We did our own research and have isolated the following 23 publicly listed companies as the ones that best represent pure exposure to the luxury segment. The 23 companies represent a total market value of $1.19trn with LVMH dominating the industry on most parameters. Despite an interest rate shock, inflation and economic uncertainty, these companies have grown revenue 21% over the past year and the median EBIT margin among these companies is 13.5%, while the average EBIT margin among the 10 largest luxury companies is 24.1%. The recent rally in luxury stocks have taken many analysts by surprise reflected in price targets for the 10 largest luxury stocks being higher only slightly above the current share price or even below which is quite unusual. If look at equity returns over a five year period we only observe the big three, LVMH, Hermes, and Christian Dior has delivered the greatest returns. It pays to be big in luxury.

But what is luxury? There are many definitions and many of the companies we have researched call them luxury but being cynical many of them have a shade of luxury but their pricing reflect that their products are within reach of the middle class. Our definition of luxury is that it is a product mostly people in the upper class can afford on a regular basis. The Global Fashion & Luxury Private Equity and Investors Survey 2021 report from Deloitte is an interesting read and on page five in the report there is a good illustration of the luxury industry across the different categories. Luxury cars are by far the biggest segment and our basket provides exposure to this segment with Porsche, Ferrari, Aston Martin. Another feature in the overall luxury sector is the relatively high concentration which is a trend industry experts forecast to continue driven by M&A activity. LVMH has been built on an aggressive M&A machine over three decades spanning almost the entire value chain of luxury products.

Source: Deloitte

Investors are betting on luxury stocks in China reopening trade

China’s pivot on its zero Covid policy has ignited the China reopening trade with equity flows into Chinese equities picking up speed already in mid-December last year and has continued this year. While commodities, freight rates, and other indicators linked to Chinese growth are still not responding in a way that signal Chinese growth is picking up, investors are putting on the Chine reopening trade in indirect ways through betting on luxury. If the Chinese economy is roaring ahead the wealthy individuals of China are expected to increase their spending on luxury goods.
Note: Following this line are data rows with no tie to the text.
//! Kind-indexed handler tables

use std::fmt;
use std::sync::Arc;

use faultline_core::{ErrorCode, ErrorResult, Fault, FaultKind, FaultPattern};
use http::StatusCode;

/// Function turning a matched fault into a client body
pub type ResolveFn = Arc<dyn Fn(&Fault) -> ErrorResult + Send + Sync>;

/// Where a table is attached
#[derive(Debug, Clone, PartialEq, Eq)]
pub enum HandlerScope {
    /// Request-scoped table owned by one handling unit
    Unit(String),
    /// Advice table shared by every covered unit
    Global,
}

impl fmt::Display for HandlerScope {
    fn fmt(&self, f: &mut fmt::Formatter<'_>) -> fmt::Result {
        match self {
            Self::Unit(name) => write!(f, "unit:{name}"),
            Self::Global => f.write_str("global"),
        }
    }
}

/// Status and body produced by a handler entry
#[derive(Debug, Clone, PartialEq, Eq)]
pub struct TableResolution {
    pub status: StatusCode,
    pub body: ErrorResult,
}

/// One registered handler
pub struct HandlerEntry {
    pattern: FaultPattern,
    status: StatusCode,
    resolve: ResolveFn,
}

impl HandlerEntry {
    pub const fn pattern(&self) -> FaultPattern {
        self.pattern
    }

    pub const fn status(&self) -> StatusCode {
        self.status
    }

    /// Run the resolution function
    pub fn resolve(&self, fault: &Fault) -> TableResolution {
        TableResolution {
            status: self.status,
            body: (self.resolve)(fault),
        }
    }
}

impl fmt::Debug for HandlerEntry {
    fn fmt(&self, f: &mut fmt::Formatter<'_>) -> fmt::Result {
        f.debug_struct("HandlerEntry")
            .field("pattern", &self.pattern)
            .field("status", &self.status)
            .finish_non_exhaustive()
    }
}

/// Immutable registry of handler entries
///
/// Built once at startup. Lookup picks the entry for the fault's exact kind,
/// then for its nearest ancestor, then the wildcard. Among entries for the
/// same pattern the first registered wins.
#[derive(Debug)]
pub struct HandlerTable {
    scope: HandlerScope,
    entries: Vec<HandlerEntry>,
}

impl HandlerTable {
    pub const fn builder(scope: HandlerScope) -> HandlerTableBuilder {
        HandlerTableBuilder {
            scope,
            entries: Vec::new(),
        }
    }

    /// The mapping every member unit uses
    ///
    /// | kind | status | code |
    /// |---|---|---|
    /// | validation | 400 | `BAD` |
    /// | domain | 400 | `USER-EX` |
    /// | anything else | 500 | `EX` with a fixed message |
    pub fn standard(scope: HandlerScope) -> Self {
        Self::builder(scope)
            .on(FaultKind::Validation, StatusCode::BAD_REQUEST, |fault| {
                ErrorResult::new(ErrorCode::BadInput, fault.message())
            })
            .on(FaultKind::Domain, StatusCode::BAD_REQUEST, |fault| {
                ErrorResult::new(ErrorCode::UserError, fault.message())
            })
            .on_any(StatusCode::INTERNAL_SERVER_ERROR, |_| ErrorResult::internal())
            .build()
    }

    pub const fn scope(&self) -> &HandlerScope {
        &self.scope
    }

    pub fn len(&self) -> usize {
        self.entries.len()
    }

    pub fn is_empty(&self) -> bool {
        self.entries.is_empty()
    }

    /// Most specific entry matching the fault, if any
    pub fn lookup(&self, fault: &Fault) -> Option<&HandlerEntry> {
        FaultPattern::candidates(fault.kind())
            .find_map(|pattern| self.entries.iter().find(|entry| entry.pattern == pattern))
    }

    /// Resolve the fault through this table
    ///
    /// Logs the fault with its cause chain whether or not an entry matched.
    pub fn handle(&self, fault: &Fault) -> Option<TableResolution> {
        let Some(entry) = self.lookup(fault) else {
            tracing::debug!(
                scope = %self.scope,
                kind = %fault.kind(),
                message = %fault.message(),
                cause = %fault.cause_chain(),
                "no handler entry matched"
            );
            return None;
        };

        tracing::error!(
            scope = %self.scope,
            pattern = %entry.pattern,
            kind = %fault.kind(),
            message = %fault.message(),
            cause = %fault.cause_chain(),
            status = entry.status.as_u16(),
            "fault handled by table"
        );

        Some(entry.resolve(fault))
    }
}

/// Collects entries in declaration order
pub struct HandlerTableBuilder {
    scope: HandlerScope,
    entries: Vec<HandlerEntry>,
}

impl HandlerTableBuilder {
    /// Register a handler for `kind` and every kind below it
    #[must_use]
    pub fn on<F>(self, kind: FaultKind, status: StatusCode, resolve: F) -> Self
    where
        F: Fn(&Fault) -> ErrorResult + Send + Sync + 'static,
    {
        self.push(FaultPattern::Kind(kind), status, resolve)
    }

    /// Register the catch-all handler
    #[must_use]
    pub fn on_any<F>(self, status: StatusCode, resolve: F) -> Self
    where
        F: Fn(&Fault) -> ErrorResult + Send + Sync + 'static,
    {
        self.push(FaultPattern::Any, status, resolve)
    }

    fn push<F>(mut self, pattern: FaultPattern, status: StatusCode, resolve: F) -> Self
    where
        F: Fn(&Fault) -> ErrorResult + Send + Sync + 'static,
    {
        self.entries.push(HandlerEntry {
            pattern,
            status,
            resolve: Arc::new(resolve),
        });
        self
    }

    pub fn build(self) -> HandlerTable {
        HandlerTable {
            scope: self.scope,
            entries: self.entries,
        }
    }
}
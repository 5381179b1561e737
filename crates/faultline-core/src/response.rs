use axum::response::{IntoResponse, Response};
use http::StatusCode;

use crate::Fault;

/// Lets handlers return `Result<_, Fault>` directly
///
/// The response produced here is only a carrier: the fault rides in the
/// response extensions until a fault boundary middleware takes it out and
/// resolves it. Without a boundary the client sees a bare 500.
impl IntoResponse for Fault {
    fn into_response(self) -> Response {
        let mut response = StatusCode::INTERNAL_SERVER_ERROR.into_response();
        response.extensions_mut().insert(self);
        response
    }
}
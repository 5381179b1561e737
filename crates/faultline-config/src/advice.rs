use serde::Deserialize;

/// Global handler table configuration
#[derive(Debug, Deserialize)]
#[serde(deny_unknown_fields)]
pub struct AdviceConfig {
    #[serde(default = "default_enabled")]
    pub enabled: bool,
    /// Handling units the advice table is attached to
    #[serde(default)]
    pub units: UnitSelector,
}

impl Default for AdviceConfig {
    fn default() -> Self {
        Self {
            enabled: true,
            units: UnitSelector::All,
        }
    }
}

/// Handling units selected by name, or all of them with `"*"`
#[derive(Debug, Clone, Default, PartialEq, Eq, Deserialize)]
#[serde(try_from = "RawSelector")]
pub enum UnitSelector {
    #[default]
    All,
    Units(Vec<String>),
}

impl UnitSelector {
    /// Whether the named unit is selected
    pub fn covers(&self, unit: &str) -> bool {
        match self {
            Self::All => true,
            Self::Units(units) => units.iter().any(|name| name == unit),
        }
    }
}

#[derive(Deserialize)]
#[serde(untagged)]
enum RawSelector {
    One(String),
    Many(Vec<String>),
}

impl TryFrom<RawSelector> for UnitSelector {
    type Error = String;

    fn try_from(raw: RawSelector) -> Result<Self, Self::Error> {
        match raw {
            RawSelector::One(value) if value == "*" => Ok(Self::All),
            RawSelector::One(value) => Err(format!("expected \"*\" or a list of unit names, got \"{value}\"")),
            RawSelector::Many(units) if units.iter().any(|name| name == "*") => Ok(Self::All),
            RawSelector::Many(units) => Ok(Self::Units(units)),
        }
    }
}

#[allow(clippy::missing_const_for_fn)]
fn default_enabled() -> bool {
    true
}
//! Server construction from configuration

mod harness;

use faultline_server::Server;
use harness::config::ConfigBuilder;

#[test]
fn unknown_advice_unit_fails_startup() {
    let config = ConfigBuilder::new().with_advice_units(&["members-v4"]).build();

    let Err(err) = Server::new(&config) else {
        panic!("server should refuse an unknown unit");
    };
    assert!(err.to_string().contains("members-v4"));
}

#[test]
fn listen_address_comes_from_config() {
    let server = Server::new(&ConfigBuilder::new().build()).unwrap();
    assert_eq!(server.listen_address().to_string(), "127.0.0.1:0");
}

#[test]
fn listen_address_can_be_overridden() {
    let server = Server::new(&ConfigBuilder::new().build())
        .unwrap()
        .with_listen_address("127.0.0.1:9999".parse().unwrap());
    assert_eq!(server.listen_address().port(), 9999);
}
//! Date range selection for forecast and history requests.

use crate::types::forecast::ForecastEntry;
use chrono::{Duration, NaiveDate};
use thiserror::Error;

/// Number of days ahead the forecast selector allows.
pub const FORECAST_DAYS_AHEAD: i64 = 7;

#[derive(Debug, Error, PartialEq, Eq)]
pub enum DateRangeError {
    #[error("Start date {start} is after end date {end}")]
    StartAfterEnd { start: NaiveDate, end: NaiveDate },

    #[error("Date range {start}..={end} is outside the forecast window {window_start}..={window_end}")]
    OutsideForecastWindow {
        start: NaiveDate,
        end: NaiveDate,
        window_start: NaiveDate,
        window_end: NaiveDate,
    },
}

/// An inclusive range of calendar dates.
#[derive(Debug, Clone, Copy, PartialEq, Eq, Hash)]
pub struct DateRange {
    start: NaiveDate,
    end: NaiveDate,
}

impl DateRange {
    pub fn new(start: NaiveDate, end: NaiveDate) -> Result<Self, DateRangeError> {
        if start > end {
            return Err(DateRangeError::StartAfterEnd { start, end });
        }
        Ok(Self { start, end })
    }

    /// The default selection for forecasts: today through one week ahead.
    pub fn forecast_window(today: NaiveDate) -> Self {
        Self {
            start: today,
            end: today + Duration::days(FORECAST_DAYS_AHEAD),
        }
    }

    pub fn start(&self) -> NaiveDate {
        self.start
    }

    pub fn end(&self) -> NaiveDate {
        self.end
    }

    pub fn contains(&self, date: NaiveDate) -> bool {
        self.start <= date && date <= self.end
    }

    pub fn num_days(&self) -> i64 {
        (self.end - self.start).num_days() + 1
    }

    /// Checks that the range can be served by the forecast API, i.e. lies inside
    /// [`DateRange::forecast_window`] for `today`.
    pub fn validate_forecast(&self, today: NaiveDate) -> Result<(), DateRangeError> {
        let window = Self::forecast_window(today);
        if window.contains(self.start) && window.contains(self.end) {
            Ok(())
        } else {
            Err(DateRangeError::OutsideForecastWindow {
                start: self.start,
                end: self.end,
                window_start: window.start,
                window_end: window.end,
            })
        }
    }

    /// Keeps the entries whose UTC date lies inside the range, in their original order.
    pub fn filter_entries<'a>(&self, entries: &'a [ForecastEntry]) -> Vec<&'a ForecastEntry> {
        entries
            .iter()
            .filter(|e| self.contains(e.time.date_naive()))
            .collect()
    }
}
use std::path::PathBuf;
use thiserror::Error;

#[derive(Debug, Error)]
pub enum ReferenceDataError {
    #[error("Failed to read reference file '{0}'")]
    Io(PathBuf, #[source] std::io::Error),

    #[error("Reference file '{path}' has no header row")]
    MissingHeader { path: PathBuf },

    #[error("Row at line {line} of '{path}' has {found} fields, header has {expected}")]
    Parse {
        path: PathBuf,
        line: u64,
        expected: usize,
        found: usize,
    },

    #[error("Malformed CSV data in '{0}'")]
    Csv(PathBuf, #[source] csv::Error),

    #[error("Required column '{column}' not found in '{path}'")]
    MissingColumn { path: PathBuf, column: String },
}
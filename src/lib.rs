mod clients;
mod error;
mod reconcile;
mod reference;
mod table;
mod types;
mod utils;
mod weather_fetch;

pub use error::WeatherFetchError;
pub use weather_fetch::*;

pub use clients::archive_client::*;
pub use clients::error::FetchError;
pub use clients::forecast_client::*;
pub use clients::geocoding_client::*;

pub use reconcile::config::*;
pub use reconcile::engine::*;
pub use reconcile::report::*;

pub use reference::csv_loader::*;
pub use reference::date_normalizer::normalize_date;
pub use reference::error::ReferenceDataError;

pub use table::*;

pub use types::date_range::*;
pub use types::forecast::*;
pub use types::lat_lon::*;
pub use types::location::LocationSearchResult;
pub use types::reference_record::*;
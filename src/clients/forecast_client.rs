//! Client for the MET Norway Locationforecast 2.0 API.

use crate::clients::error::FetchError;
use crate::types::forecast::ForecastDocument;
use crate::types::lat_lon::LatLon;
use crate::utils::{ensure_valid, read_json, round_coordinate, send_checked};
use futures_util::future::select_ok;
use log::{debug, info};
use reqwest::Client;

pub const DEFAULT_FORECAST_URL: &str =
    "https://api.met.no/weatherapi/locationforecast/2.0/compact";
pub const DEFAULT_COMPLETE_FORECAST_URL: &str =
    "https://api.met.no/weatherapi/locationforecast/2.0/complete";

#[derive(Debug, Clone)]
pub struct ForecastClient {
    client: Client,
    endpoint: String,
    complete_endpoint: String,
}

impl ForecastClient {
    pub fn new(client: Client, endpoint: &str, complete_endpoint: &str) -> Self {
        Self {
            client,
            endpoint: endpoint.to_string(),
            complete_endpoint: complete_endpoint.to_string(),
        }
    }

    fn url_for(endpoint: &str, location: LatLon) -> String {
        format!(
            "{}?lat={}&lon={}",
            endpoint,
            round_coordinate(location.lat),
            round_coordinate(location.lon)
        )
    }

    /// Fetches the forecast document for a location. A single request, no retry.
    ///
    /// # Errors
    ///
    /// * [`FetchError::InvalidCoordinates`] before any request for out-of-range input.
    /// * [`FetchError::NetworkRequest`] / [`FetchError::HttpStatus`] when the request fails.
    /// * [`FetchError::Format`] when the body is not a document with `properties.timeseries`.
    pub async fn fetch(&self, location: LatLon) -> Result<ForecastDocument, FetchError> {
        ensure_valid(location)?;
        let url = Self::url_for(&self.endpoint, location);
        info!("Fetching forecast from {}", url);

        let response = send_checked(self.client.get(&url), &url).await?;
        let document: ForecastDocument = read_json(response, &url).await?;

        debug!(
            "Forecast for {} has {} entries",
            location,
            document.timeseries().len()
        );
        Ok(document)
    }

    async fn probe(&self, url: String) -> Result<(), FetchError> {
        send_checked(self.client.get(&url), &url).await.map(|_| ())
    }

    /// Whether forecasts can be served for a location.
    ///
    /// The compact and complete products are requested concurrently; the first
    /// successful answer decides. The other request is dropped, not awaited.
    pub async fn check_availability(&self, location: LatLon) -> bool {
        if ensure_valid(location).is_err() {
            return false;
        }
        let probes = [
            Box::pin(self.probe(Self::url_for(&self.endpoint, location))),
            Box::pin(self.probe(Self::url_for(&self.complete_endpoint, location))),
        ];
        match select_ok(probes).await {
            Ok(_) => true,
            Err(e) => {
                debug!("No forecast available for {}: {}", location, e);
                false
            }
        }
    }
}
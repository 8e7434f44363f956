use crate::clients::error::FetchError;
use crate::types::lat_lon::LatLon;
use log::warn;
use reqwest::{Client, RequestBuilder, Response};

/// Builds the shared HTTP client. Every request carries `user_agent`, which the
/// MET Norway and Nominatim terms of service require.
pub(crate) fn build_http_client(user_agent: &str) -> Result<Client, FetchError> {
    Client::builder()
        .user_agent(user_agent)
        .gzip(true)
        .build()
        .map_err(FetchError::ClientBuild)
}

/// Sends a request and turns transport failures and non-success statuses into [`FetchError`].
pub(crate) async fn send_checked(request: RequestBuilder, url: &str) -> Result<Response, FetchError> {
    let response = request
        .send()
        .await
        .map_err(|e| FetchError::NetworkRequest(url.to_string(), e))?;

    match response.error_for_status() {
        Ok(resp) => Ok(resp),
        Err(e) => {
            warn!("HTTP error for {}: {:?}", url, e);
            Err(if let Some(status) = e.status() {
                FetchError::HttpStatus {
                    url: url.to_string(),
                    status,
                    source: e,
                }
            } else {
                FetchError::NetworkRequest(url.to_string(), e)
            })
        }
    }
}

/// Reads a response body and deserializes it, reporting shape problems as
/// [`FetchError::Format`].
pub(crate) async fn read_json<T: serde::de::DeserializeOwned>(
    response: Response,
    url: &str,
) -> Result<T, FetchError> {
    let body = response
        .text()
        .await
        .map_err(|e| FetchError::NetworkRequest(url.to_string(), e))?;
    serde_json::from_str(&body).map_err(|e| FetchError::Format {
        url: url.to_string(),
        message: e.to_string(),
    })
}

pub(crate) fn ensure_valid(location: LatLon) -> Result<(), FetchError> {
    if location.is_valid() {
        Ok(())
    } else {
        Err(FetchError::InvalidCoordinates {
            lat: location.lat,
            lon: location.lon,
        })
    }
}

/// Rounds to four decimals, the finest precision MET Norway accepts.
pub(crate) fn round_coordinate(value: f64) -> f64 {
    (value * 10_000.0).round() / 10_000.0
}
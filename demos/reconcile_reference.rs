//! demos/reconcile_reference.rs
//!
//! Checks the current Hemnes forecast against a reference observation file.
//!
//! cargo run --example reconcile_reference -- data/hemnes.csv --all

use argh::FromArgs;
use std::error::Error;
use std::path::PathBuf;
use weatherfetch::{ReconcileConfig, WeatherFetch};

#[derive(FromArgs)]
/// Reconcile the forecast with reference observations
struct Args {
    /// semicolon separated reference file
    #[argh(positional)]
    reference: PathBuf,

    /// compare every record instead of only the last 24 hours
    #[argh(switch)]
    all: bool,

    /// accepted precipitation difference in mm
    #[argh(option, default = "1.0")]
    margin: f64,
}

#[tokio::main]
async fn main() -> Result<(), Box<dyn Error>> {
    env_logger::init_from_env(env_logger::Env::default().default_filter_or("info"));
    let args: Args = argh::from_env();

    let config = ReconcileConfig::builder()
        .recent_only(!args.all)
        .precipitation_margin_mm(args.margin)
        .build();

    let client = WeatherFetch::builder().build()?;
    let report = client.reconcile_reference(&args.reference, &config).await?;
    println!("{}", report);

    if !report.is_clean() {
        std::process::exit(1);
    }
    Ok(())
}
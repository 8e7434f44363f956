//! Observation rows from the reference (ground truth) CSV dataset.

use crate::reference::date_normalizer::normalize_date;
use chrono::NaiveDateTime;

/// Column holding the observation timestamp (`DD.MM.YYYY HH:MM`).
pub const DATE_COLUMN: &str = "Date";
/// Column holding the 3-hour precipitation sum in millimetres.
pub const PRECIPITATION_3H_COLUMN: &str = "rr3h(mm)";

/// One row of the reference dataset.
///
/// `date` and `precipitation_3h` are kept verbatim; the full row is available
/// through [`ReferenceRecord::field`] in header order.
#[derive(Debug, Clone, PartialEq)]
pub struct ReferenceRecord {
    pub date: String,
    pub precipitation_3h: String,
    fields: Vec<(String, String)>,
}

impl ReferenceRecord {
    pub(crate) fn new(date: String, precipitation_3h: String, fields: Vec<(String, String)>) -> Self {
        Self {
            date,
            precipitation_3h,
            fields,
        }
    }

    /// Builds a record carrying only the two columns used for reconciliation.
    pub fn from_values(date: &str, precipitation_3h: &str) -> Self {
        Self {
            date: date.to_string(),
            precipitation_3h: precipitation_3h.to_string(),
            fields: vec![
                (DATE_COLUMN.to_string(), date.to_string()),
                (PRECIPITATION_3H_COLUMN.to_string(), precipitation_3h.to_string()),
            ],
        }
    }

    /// Value of an arbitrary column of the source row.
    pub fn field(&self, column: &str) -> Option<&str> {
        self.fields
            .iter()
            .find(|(name, _)| name == column)
            .map(|(_, value)| value.as_str())
    }

    pub fn fields(&self) -> impl Iterator<Item = (&str, &str)> {
        self.fields.iter().map(|(k, v)| (k.as_str(), v.as_str()))
    }

    /// The observation time, `None` when the date text is malformed.
    pub fn timestamp(&self) -> Option<NaiveDateTime> {
        normalize_date(&self.date)
    }

    /// Parsed precipitation, `None` when the text is not a finite number.
    pub fn precipitation_value(&self) -> Option<f64> {
        self.precipitation_3h
            .trim()
            .parse::<f64>()
            .ok()
            .filter(|v| v.is_finite())
    }
}
pub mod date_range;
pub mod forecast;
pub mod lat_lon;
pub mod location;
pub mod reference_record;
Our luxury equity theme basket was up 18% in January and has continued up in February reflecting a massive inflow from investors betting on the economy will reaccelerate and that wealthy Chinese will increase their spending on luxury. While the trade makes sense for foreign investors that are hesitant in adding too much exposure to Chinese equities. Luxury stocks have another interesting feature for investors which is that they are a quite resilient despite inflation as wealthy individuals are less sensitive to the economic cycle and inflation which means that they can maintain their spending power unlike the rest of the population. Hermes reported Q4 earnings this morning beating estimates on revenue which grew 23% y/y in constant currency terms reflecting high and robust growth. Hermes also said that they had lifted prices globally by 7% compared to a year ago reflecting the ability to pass on inflation to their customers.